"Ih, namamu juga lucu, Tiro."
Tira tertawa manis perlihatkan barisan giginya putih bak mutiara. Hemm, bibirnya yang disapu gincu natural, sangat indah, tipis tidak, tebal pun tidak. Pokoknya, selangit sensualnya.
"Ya, Tiro, itu kependekan dari  real name-ku, Melihat Daeng Tiro."
"Ko, Melihat Daeng Tiro. Pantas dank, dari tadi kamu melihat terus aku."
Aku mulai tertawa kecil juga, tentu saja ketawaku manis pula. Ibuku bilang, kalau aku tertawa sangat ganteng. Karena di atas bibirku itu ada kumis tipis yang menawan. Kata ibuku pula, kulitku memang khas pelaut Makassar, sawo matang. Badanku juga padat dengan tatapan mata yang tajam namun penyayang.
"Melihat Daeng Tiro itu pemberian dari  kedua orang tuaku. Kata Melihat, aku rasa Tira sudah tahu kan artinya, Daeng itu artinya kakak, itu biasa dipakai orang-orang Makassar. Kalau kata Tiro, ya Bahasa Makassar, artinya melihat."

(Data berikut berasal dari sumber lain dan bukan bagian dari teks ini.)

// SPDX-License-Identifier: MIT OR Apache-2.0
//! Engine configuration, stored as RON.

use crate::error::{GraphError, Result};
use crate::fingerprint::Fingerprint;
use serde::{Deserialize, Serialize};
use std::path::Path;

/// How often cached fingerprints are checked against a fresh hash
#[derive(Debug, Clone, Copy, PartialEq, Eq, Serialize, Deserialize)]
pub enum HashValidation {
    /// Never check
    Off,
    /// Check roughly one lookup in `every`, selected by fingerprint
    Sampled {
        /// Sampling interval
        every: u32,
    },
    /// Check every lookup
    Full,
}

impl HashValidation {
    /// Whether a lookup that produced `fingerprint` should be checked
    pub fn should_check(&self, fingerprint: Fingerprint) -> bool {
        match self {
            Self::Off => false,
            Self::Sampled { every } => *every <= 1 || fingerprint.low_bits() % u64::from(*every) == 0,
            Self::Full => true,
        }
    }

    /// Whether any checking is enabled
    pub fn is_enabled(&self) -> bool {
        !matches!(self, Self::Off)
    }
}

/// Graph engine settings
#[derive(Debug, Clone, PartialEq, Serialize, Deserialize)]
#[serde(default)]
pub struct EngineConfig {
    /// Per-shard capacity of the plug+context to fingerprint cache
    pub hash_cache_capacity: usize,
    /// Number of independently locked buckets in each cache
    pub cache_shards: usize,
    /// Consistency checking of cached fingerprints
    pub hash_validation: HashValidation,
    /// Whether a failed consistency check is an error rather than a warning
    pub fatal_hash_mismatch: bool,
}

impl Default for EngineConfig {
    fn default() -> Self {
        Self {
            hash_cache_capacity: 4096,
            cache_shards: 16,
            hash_validation: if cfg!(debug_assertions) {
                HashValidation::Full
            } else {
                HashValidation::Off
            },
            fatal_hash_mismatch: cfg!(debug_assertions),
        }
    }
}

impl EngineConfig {
    /// Parse from a RON string
    pub fn from_ron_str(content: &str) -> Result<Self> {
        let config: Self = ron::from_str(content).map_err(|e| GraphError::Config(e.to_string()))?;
        config.validate()?;
        Ok(config)
    }

    /// Load from a RON file
    pub fn load(path: &Path) -> Result<Self> {
        let content = std::fs::read_to_string(path)
            .map_err(|e| GraphError::Config(format!("{}: {e}", path.display())))?;
        Self::from_ron_str(&content)
    }

    /// Serialize to pretty RON
    pub fn to_ron_string(&self) -> Result<String> {
        let pretty = ron::ser::PrettyConfig::default().struct_names(true);
        ron::ser::to_string_pretty(self, pretty).map_err(|e| GraphError::Config(e.to_string()))
    }

    /// Save to a RON file
    pub fn save(&self, path: &Path) -> Result<()> {
        let content = self.to_ron_string()?;
        std::fs::write(path, content)
            .map_err(|e| GraphError::Config(format!("{}: {e}", path.display())))
    }

    fn validate(&self) -> Result<()> {
        if self.cache_shards == 0 {
            return Err(GraphError::Config("cache_shards must be at least 1".to_string()));
        }
        if self.hash_cache_capacity == 0 {
            return Err(GraphError::Config(
                "hash_cache_capacity must be at least 1".to_string(),
            ));
        }
        if let HashValidation::Sampled { every: 0 } = self.hash_validation {
            return Err(GraphError::Config("sampling interval must be at least 1".to_string()));
        }
        Ok(())
    }
}

#[cfg(test)]
mod tests {
    use super::*;

    #[test]
    fn test_ron_roundtrip() {
        let config = EngineConfig {
            hash_cache_capacity: 64,
            cache_shards: 4,
            hash_validation: HashValidation::Sampled { every: 8 },
            fatal_hash_mismatch: false,
        };
        let text = config.to_ron_string().unwrap();
        assert_eq!(EngineConfig::from_ron_str(&text).unwrap(), config);
    }

    #[test]
    fn test_partial_config_uses_defaults() {
        let config = EngineConfig::from_ron_str("(cache_shards: 2)").unwrap();
        assert_eq!(config.cache_shards, 2);
        assert_eq!(config.hash_cache_capacity, EngineConfig::default().hash_cache_capacity);
    }

    #[test]
    fn test_rejects_zero_shards() {
        assert!(matches!(
            EngineConfig::from_ron_str("(cache_shards: 0)"),
            Err(GraphError::Config(_))
        ));
    }

    #[test]
    fn test_sampling() {
        assert!(HashValidation::Full.should_check(Fingerprint(3)));
        assert!(!HashValidation::Off.should_check(Fingerprint(0)));
        let sampled = HashValidation::Sampled { every: 4 };
        assert!(sampled.should_check(Fingerprint(8)));
        assert!(!sampled.should_check(Fingerprint(9)));
    }
}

Tira bukan lagi tersenyum, tetapi tertawa terpingkal-pingkal, badannya bergoyang. Bahkan secara reflex ia memukul pinggangku, mungkin karena senangnya. Aku terima pukulan Tira dengan dada bergemuruh, begitu lembut jari-jari itu mendarat di pinggang.
"Kalau nama lengkapku, Uwentira Putri, biasa dipanggil Tira, begitu."
Cukup cepat  juga diriku akrab dengan gadis  berdarah Kaili ini. Tapi biarlah, aku memang sedang jomblo ditinggal pacar yang menikah dengan anggota DPRD familinya. Rasa-rasanya, aku mau saja jadi pacar Tira kalau Yang Maha Esa takdirkan.
//
Dua pekan aku mengenal Tira, aku rasa wanita sangat baik. Ia juga telah mengajak ke tempat-tempat kumpulnya anak muda di Kota Palu, seperti warkop-warkop ternama. Dengan gadis itu, telah ber-selfi di Jembatang Kuningnya Palu. Tak lupa pula ia ajak aku makan Kaledo, sop tulang sapi kalau di Makassar disebut Konro.